The power of a pure organization scheme derives from its ability to suggest a simple mental model that users can quickly understand. Users easily recognize an audience-specific or topical organization. And fairly small, pure organization schemes can be applied to large amounts of content without sacrificing their integrity or diminishing their usability.
However, when you start blending elements of multiple schemes, confusion often follows, and solutions are rarely scalable. Consider the example in Figure 5-9. This hybrid scheme includes elements of audience-specific, topical, metaphor-based, task-oriented, and alphabetical organization schemes. Because they are all mixed together, we can't form a mental model. Instead, we need to skim through each menu item to find the option we're looking for.

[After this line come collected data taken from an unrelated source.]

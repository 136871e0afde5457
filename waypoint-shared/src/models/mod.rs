pub mod activity;
pub mod booking;
pub mod flight;
pub mod hotel;
pub mod trip;

pub use activity::Activity;
pub use booking::{Booking, BookingStatus, BookingTarget, BookingType, CreateBookingRequest, NewBooking};
pub use flight::{Flight, NewFlight};
pub use hotel::{Hotel, NewHotel};
pub use trip::{CreateTripRequest, NewTrip, Trip, TripChanges, TripSearchParams, TripStatus, UpdateTripRequest};

/// Returned when stored or submitted text does not name a known enum variant.
#[derive(Debug, Clone, PartialEq, Eq, thiserror::Error)]
#[error("unknown {kind} value: {value:?}")]
pub struct UnknownVariant {
    pub kind: &'static str,
    pub value: String,
}

impl UnknownVariant {
    pub fn new(kind: &'static str, value: &str) -> Self {
        Self {
            kind,
            value: value.to_owned(),
        }
    }
}
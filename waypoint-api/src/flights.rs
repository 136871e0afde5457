use axum::{
    extract::{Path, State},
    http::StatusCode,
    routing::{get, post},
    Json, Router,
};
use serde::Deserialize;
use waypoint_shared::{Flight, NewFlight};

use crate::error::{ApiJson, ApiQuery, ApiResult};
use crate::state::AppState;

#[derive(Debug, Default, Deserialize)]
pub struct FlightQuery {
    pub origin: Option<String>,
    pub destination: Option<String>,
}

pub fn routes() -> Router<AppState> {
    Router::new()
        .route("/flights", post(create_flight).get(list_flights))
        .route("/flights/{id}", get(get_flight))
}

pub async fn create_flight(
    State(state): State<AppState>,
    ApiJson(req): ApiJson<NewFlight>,
) -> ApiResult<(StatusCode, Json<Flight>)> {
    let flight = state.planner.create_flight(req).await?;
    Ok((StatusCode::CREATED, Json(flight)))
}

pub async fn list_flights(
    State(state): State<AppState>,
    ApiQuery(query): ApiQuery<FlightQuery>,
) -> ApiResult<Json<Vec<Flight>>> {
    let flights = state
        .planner
        .list_flights(query.origin.as_deref(), query.destination.as_deref())
        .await?;
    Ok(Json(flights))
}

pub async fn get_flight(
    State(state): State<AppState>,
    Path(id): Path<String>,
) -> ApiResult<Json<Flight>> {
    Ok(Json(state.planner.get_flight(&id).await?))
}
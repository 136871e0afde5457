use async_trait::async_trait;
use chrono::{DateTime, Utc};
use sqlx::PgPool;
use uuid::Uuid;
use waypoint_core::repository::HotelRepository;
use waypoint_core::{EntityKind, StoreError, StoreResult};
use waypoint_shared::{Hotel, NewHotel};

use crate::{contains_pattern, db_error};

const HOTEL_COLUMNS: &str = "id, name, location, price_per_night, rating, available_from, \
                             available_to, created_at, updated_at";

pub struct PostgresHotelRepository {
    pool: PgPool,
}

impl PostgresHotelRepository {
    pub fn new(pool: PgPool) -> Self {
        Self { pool }
    }
}

#[derive(sqlx::FromRow)]
struct HotelRow {
    id: Uuid,
    name: String,
    location: String,
    price_per_night: f64,
    rating: f64,
    available_from: DateTime<Utc>,
    available_to: DateTime<Utc>,
    created_at: DateTime<Utc>,
    updated_at: DateTime<Utc>,
}

impl From<HotelRow> for Hotel {
    fn from(row: HotelRow) -> Self {
        Hotel {
            id: row.id,
            name: row.name,
            location: row.location,
            price_per_night: row.price_per_night,
            rating: row.rating,
            available_from: row.available_from,
            available_to: row.available_to,
            created_at: row.created_at,
            updated_at: row.updated_at,
        }
    }
}

#[async_trait]
impl HotelRepository for PostgresHotelRepository {
    async fn create_hotel(&self, hotel: &NewHotel) -> StoreResult<Hotel> {
        let sql = format!(
            "INSERT INTO hotels (name, location, price_per_night, rating, available_from, available_to) \
             VALUES ($1, $2, $3, $4, $5, $6) RETURNING {HOTEL_COLUMNS}"
        );
        let row: HotelRow = sqlx::query_as(&sql)
            .bind(&hotel.name)
            .bind(&hotel.location)
            .bind(hotel.price_per_night)
            .bind(hotel.rating)
            .bind(hotel.available_from)
            .bind(hotel.available_to)
            .fetch_one(&self.pool)
            .await
            .map_err(db_error("insert hotel"))?;
        Ok(row.into())
    }

    async fn get_hotel(&self, id: Uuid) -> StoreResult<Hotel> {
        let sql = format!("SELECT {HOTEL_COLUMNS} FROM hotels WHERE id = $1");
        let row: Option<HotelRow> = sqlx::query_as(&sql)
            .bind(id)
            .fetch_optional(&self.pool)
            .await
            .map_err(db_error("select hotel"))?;
        row.map(Hotel::from).ok_or(StoreError::NotFound {
            entity: EntityKind::Hotel,
            id,
        })
    }

    async fn list_hotels(&self, location: Option<&str>) -> StoreResult<Vec<Hotel>> {
        let sql = format!(
            "SELECT {HOTEL_COLUMNS} FROM hotels \
             WHERE ($1::TEXT IS NULL OR location ILIKE $1) \
             ORDER BY rating DESC"
        );
        let rows: Vec<HotelRow> = sqlx::query_as(&sql)
            .bind(location.map(contains_pattern))
            .fetch_all(&self.pool)
            .await
            .map_err(db_error("select hotels"))?;
        Ok(rows.into_iter().map(Hotel::from).collect())
    }
}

The exception to these cautions against hybrid schemes exists within the surface layer of navigation. As illustrated by eBay (see Figure 5-6), many web sites successfully combine topics and tasks on their main page and within their global navigation. This reflects the reality that typically both the organization and its users identify finding content and completing key tasks at the top of their priority lists. Because this includes only the highest priority tasks, the solution does not need to be scalable. It's only when such schemes are used to organize a large volume of content and tasks that the problems arise. In other words, shallow hybrid schemes are fine, but deep hybrid schemes are not.
Unfortunately, deep hybrid schemes are still fairly common. This is because it is often difficult to agree upon any one scheme, so people throw the elements of multiple schemes together in a confusing mix. There is a better alternative. In cases where multiple schemes must be presented on one page, you should communicate to designers the importance of preserving the integrity of each scheme. As long as the schemes are presented separately on the page, they will retain the powerful ability to suggest a mental model for users. For example, a broader look at the Dell home page in Figure 5-10 reveals a geographical scheme, an audience-oriented scheme, and a topical scheme. By presenting them separately, Dell provides flexibility without causing confusion.
[The following is the conclusion of our pair of excerpts from chapter 5 of the O'Reilly & Associates title, Information Architecture for the World Wide Web, 2nd Edition.]
Organization structure plays an intangible yet very important role in the design of web sites. While we interact with organization structures every day, we rarely think about them. Movies are linear in their physical structure. We experience them frame by frame from beginning to end. However, the plots themselves may be nonlinear, employing flashbacks and parallel subplots. Maps have a spatial structure. Items are placed according to physical proximity, although the most useful maps cheat, sacrificing accuracy for clarity.
The structure of information defines the primary ways in which users can navigate. Major organization structures that apply to web site and intranet architectures include the hierarchy, the database-oriented model, and hypertext. Each organization structure possesses unique strengths and weaknesses. In some cases, it makes sense to use one or the other. In many cases, it makes sense to use all three in a complementary manner.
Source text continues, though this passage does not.